Pero lo macabro es el significado que hay detrás: y es que tú, que estás en la base, no puedas hablar directamente con quien sería razonable que hablaras porque tienes que pasar por esos cargos que deciden por ti. Esta torpe manera de hacer es la que al poder le va bien. Los cargos estratificados la necesitan. Fuera de eso, su existencia no tiene sentido. Cargos que están ahí sólo para que se pase por ellos. Es una existencia que se justifica en sí misma. Y por eso ya no es sólo que la comunicación así sea peor. Es que esto crea una columna de jerarquías que intimida, que de sólo mirarla ya te coge vértigo e imposibilita la acción. O eso nos hace creer.
Un apunte al azar de una lectura reciente, que viene a cuento: sobre esa acumulación de cargos, esa superposición de egos con minucias de poder que curan a los acomplejados de su poquedad humana, escribió el historiador Marcus Rediker, en Entre el deber y el motín. Lucha de clases en mar abierto, que, en alta mar, aun sin tener, claro, el poder del capitán, estos carguitos en la marina mercante del siglo XVIII “ejercían un dominio concreto y considerable sobre la tripulación”.
Ya vemos que no ha cambiado nada esta realidad con el paso de los siglos ni las profesiones. No estamos mucho mejor que entonces, en este sentido.
Aunque no hagas nada más que ir a trabajar y hacer todo lo que se espera de ti, acabas notando esa presión porque todo está encaminado para que la notes. Llegará un momento en que te toparás con un procedimiento inamovible, con una vía de comunicación que tendrás que acatar, o te harán un comentario –siempre por tu bien– que te haga ver lo mal que has hecho algo, las terribles consecuencias de tu error, y esa columna caerá con todo su peso sobre ti y sobre tu futuro porque ya no irás a trabajar como siempre sino con el recuerdo y la advertencia de que hay algo, una estructura que te engloba, que te vigila y que espera ciertas cosas de ti. Que te puede modelar.
«una columna de jerarquías que intimida, que de sólo mirarla ya te coge vértigo e imposibilita la acción. O eso nos hace creer.»
Eso es el creciente peso que notas en los hombros.
Y ¿por qué creen las jerarquías, la cúpula de la autoridad final, que necesitan instaurar ese control, esa dominación? Por algo que ya he mencionado en otros artículos escritos para Pasos a la izquierda: miedo a perder el control, claro. Y tienen miedo porque son una minoría y saben que, si las bases se organizan, el poder estará con ellas y podrán limitar o regular el desembridado poder de las cúpulas, y por eso van sumando capas de cargos y cargos intermedios para que, como bloques de hormigón amontonados, ejerzan su presión sobre las bases. Pero lo que hay que tener en cuenta es que nosotros, como bases que somos, tenemos el poder. Sólo tenemos que darnos cuenta de ello y organizarnos.

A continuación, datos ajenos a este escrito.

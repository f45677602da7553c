//! # ccloud-secrets
//!
//! Dynamic Confluent Cloud API keys behind operator-defined roles.
//!
//! This library provides:
//! - A secrets backend that mints, shares and revokes API keys per role
//! - A reqwest client for the Confluent Cloud IAM API-keys endpoint
//! - Pluggable key-value storage (memory, JSON file, SQLite) with optional sealing
//! - An HTTP adapter with lease tracking and expiry-driven revocation
//!
//! ## Architecture
//!
//! ```text
//!   HTTP (/v1/...) ──► api ──► backend ──► storage (config, role/*)
//!                       │         │
//!                       │         └──► issuer ──► Confluent Cloud
//!                       ▼
//!                  lease tracker ──(expiry)──► backend::revoke
//! ```
//!
//! ## Modules
//! - `backend`: configuration, roles, credential lifecycle, revocation
//! - `issuer`: credential issuer trait and the Confluent Cloud client
//! - `storage`: storage trait and implementations
//! - `api`: HTTP routes and lease tracking
//! - `config`: process configuration from the environment

pub mod api;
pub mod backend;
pub mod config;
pub mod issuer;
pub mod storage;
pub mod util;

pub use backend::Backend;
pub use config::Config;
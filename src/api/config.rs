//! API endpoints for the issuer configuration.

use std::sync::Arc;

use axum::{
    extract::State,
    http::StatusCode,
    response::Json,
    routing::get,
    Router,
};
use serde::Serialize;

use crate::backend::{ConfigFields, WriteOperation};
use crate::issuer::IssuerConfig;

use super::routes::AppState;
use super::types::*;

/// Create the config API routes.
pub fn routes() -> Router<Arc<AppState>> {
    Router::new().route(
        "/",
        get(read_config)
            .post(write_config)
            .patch(update_config)
            .delete(delete_config),
    )
}

/// Configuration as returned to callers. The secret itself is never echoed.
#[derive(Debug, Serialize)]
pub struct ConfigView {
    pub ccloud_api_key_id: String,
    pub api_key_secret_set: bool,
    pub url: String,
}

impl From<&IssuerConfig> for ConfigView {
    fn from(config: &IssuerConfig) -> Self {
        Self {
            ccloud_api_key_id: config.api_key_id.clone(),
            api_key_secret_set: !config.api_key_secret.is_empty(),
            url: config.url.clone(),
        }
    }
}

/// GET /v1/config
async fn read_config(State(state): State<Arc<AppState>>) -> ApiResult<Json<DataResponse<ConfigView>>> {
    match state.backend.read_config().await? {
        Some(config) => Ok(DataResponse::new(ConfigView::from(&config))),
        None => Err(ApiError::not_found("config not found")),
    }
}

/// POST /v1/config
/// Creates the configuration, or updates it when one is already stored.
async fn write_config(
    State(state): State<Arc<AppState>>,
    Json(fields): Json<ConfigFields>,
) -> ApiResult<StatusCode> {
    let op = match state.backend.read_config().await? {
        Some(_) => WriteOperation::Update,
        None => WriteOperation::Create,
    };
    state.backend.write_config(fields, op).await?;
    Ok(StatusCode::NO_CONTENT)
}

/// PATCH /v1/config
async fn update_config(
    State(state): State<Arc<AppState>>,
    Json(fields): Json<ConfigFields>,
) -> ApiResult<StatusCode> {
    state
        .backend
        .write_config(fields, WriteOperation::Update)
        .await?;
    Ok(StatusCode::NO_CONTENT)
}

/// DELETE /v1/config
async fn delete_config(State(state): State<Arc<AppState>>) -> ApiResult<StatusCode> {
    state.backend.delete_config().await?;
    Ok(StatusCode::NO_CONTENT)
}

#[cfg(test)]
mod tests {
    use super::*;
    use crate::backend::testing::{empty_backend, test_config_fields};
    use crate::config::Config;
    use std::path::PathBuf;

    #[tokio::test]
    async fn test_config_read_hides_secret() {
        let (backend, _, _) = empty_backend();
        let state = AppState::new(Config::new(PathBuf::from("/tmp")), Arc::new(backend));

        let err = read_config(State(state.clone())).await.unwrap_err();
        assert_eq!(err.status, StatusCode::NOT_FOUND);

        let status = write_config(State(state.clone()), Json(test_config_fields()))
            .await
            .unwrap();
        assert_eq!(status, StatusCode::NO_CONTENT);

        let Json(body) = read_config(State(state.clone())).await.unwrap();
        assert_eq!(body.data.ccloud_api_key_id, "cloud-key");
        assert!(body.data.api_key_secret_set);
        let rendered = serde_json::to_string(&body).unwrap();
        assert!(!rendered.contains("cloud-secret"));
    }

    #[tokio::test]
    async fn test_post_updates_existing_config() {
        let (backend, _, _) = empty_backend();
        let state = AppState::new(Config::new(PathBuf::from("/tmp")), Arc::new(backend));
        write_config(State(state.clone()), Json(test_config_fields()))
            .await
            .unwrap();

        // Second POST carries only the url; it must merge rather than fail create validation.
        write_config(
            State(state.clone()),
            Json(ConfigFields {
                url: Some("https://other".to_string()),
                ..Default::default()
            }),
        )
        .await
        .unwrap();

        let config = state.backend.read_config().await.unwrap().unwrap();
        assert_eq!(config.url, "https://other");
        assert_eq!(config.api_key_id, "cloud-key");
    }

    #[tokio::test]
    async fn test_patch_without_config_is_not_found() {
        let (backend, _, _) = empty_backend();
        let state = AppState::new(Config::new(PathBuf::from("/tmp")), Arc::new(backend));
        let err = update_config(State(state), Json(ConfigFields::default()))
            .await
            .unwrap_err();
        assert_eq!(err.status, StatusCode::NOT_FOUND);
    }
}
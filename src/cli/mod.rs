//! Command-line surface for the `payroll` binary.
//!
//! This module parses arguments, prepares a [`Session`] from them, and
//! drives the interactive menu.

mod args;
mod menu;
mod session;

pub use args::Cli;
pub use menu::Menu;
pub use session::Session;
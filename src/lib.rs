//! Statutory payroll deductions.
//!
//! This crate computes income tax, health levy, social-security levy and
//! housing levy for gross salaries using bracket tables, aggregates them
//! into gross-to-net breakdowns, and writes payroll reports as CSV or as a
//! fixed-width table.

#![warn(missing_docs)]

pub mod calculation;
pub mod cli;
pub mod config;
pub mod error;
pub mod logging;
pub mod models;
pub mod report;
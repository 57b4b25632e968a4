//! Logging setup for the `payroll` binary.
//!
//! Library code only emits `tracing` events; installing a subscriber is
//! left to the binary.

use tracing_subscriber::{EnvFilter, layer::SubscriberExt, util::SubscriberInitExt};

/// Installs a compact stderr subscriber.
///
/// `RUST_LOG` takes precedence; otherwise the crate logs at `info`, or at
/// `debug` when `verbose` is set.
pub fn init_logger(verbose: bool) {
    let default_filter = if verbose {
        "payroll_deductions=debug,payroll=debug,info"
    } else {
        "payroll_deductions=info,payroll=info,warn"
    };
    let filter =
        EnvFilter::try_from_default_env().unwrap_or_else(|_| EnvFilter::new(default_filter));

    tracing_subscriber::registry()
        .with(filter)
        .with(
            tracing_subscriber::fmt::layer()
                .with_writer(std::io::stderr)
                .with_target(false)
                .with_thread_ids(false)
                .with_file(false)
                .with_line_number(false)
                .compact(),
        )
        .init();
}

«Y la tarea de todo el mundo es, primero, darse cuenta de que, como hormigas, tenemos la capacidad transformadora de quienes saben organizarse, y de que ahí, es decir, en nosotros, está el poder de cambio real y de que sí tenemos boca. Lo que no hay es oídos que quieran escuchar».
Desde las alturas de la jerarquía la base se ve insignificante y desenfocada como el errático (pero divertido) andar de las hormigas. Esas mismas hormigas que, organizadas, construyen obras de ingeniería admirable y son capaces de levantar, en equipo, pesos tantísimas veces superiores al suyo. Para prevenir estas espantosas posibilidades, esta posible brecha en su poder, a la cúpula le basta con aprovechar la velocidad a la que caen los objetos para lanzarle a las bases el recordatorio de todos los escalones que les separan, y dejar que el miedo coja velocidad y efectividad y selle a todo el mundo en su sitio, obediente y calladito. Cuando ves esa columna de jerarquía construida a base de carguitos intermedios por los que tienes que pasar para decir una palabra o, peor, hacer una pregunta, se te quitan las ganas y acatas y pronto llegan la amargura y la desesperación.
Las bases tendrán la oportunidad de sentir lo que decía aquel escalofriante cuento de Harlan Ellison: “[n]o tengo boca, pero necesito gritar». La victoria de esas jerarquías empresariales es que no tienen que convencer a quienes trabajan de que son hormigas ni convencerles de que no tienen boca por mucho que necesiten gritar: es la propia dinámica laboral, la mera existencia de cargos sobre cargos la que, subrepticiamente, instaura en las mentes trabajadoras la idea de que hablar no sirve, de que hablar es peligroso. De que no se puede hablar.
Y la tarea de todo el mundo es, primero, darse cuenta de que, como hormigas, tenemos la capacidad transformadora de quienes saben organizarse, y de que ahí, es decir, en nosotros, está el poder de cambio real y de que sí tenemos boca. Lo que no hay es oídos que quieran escuchar.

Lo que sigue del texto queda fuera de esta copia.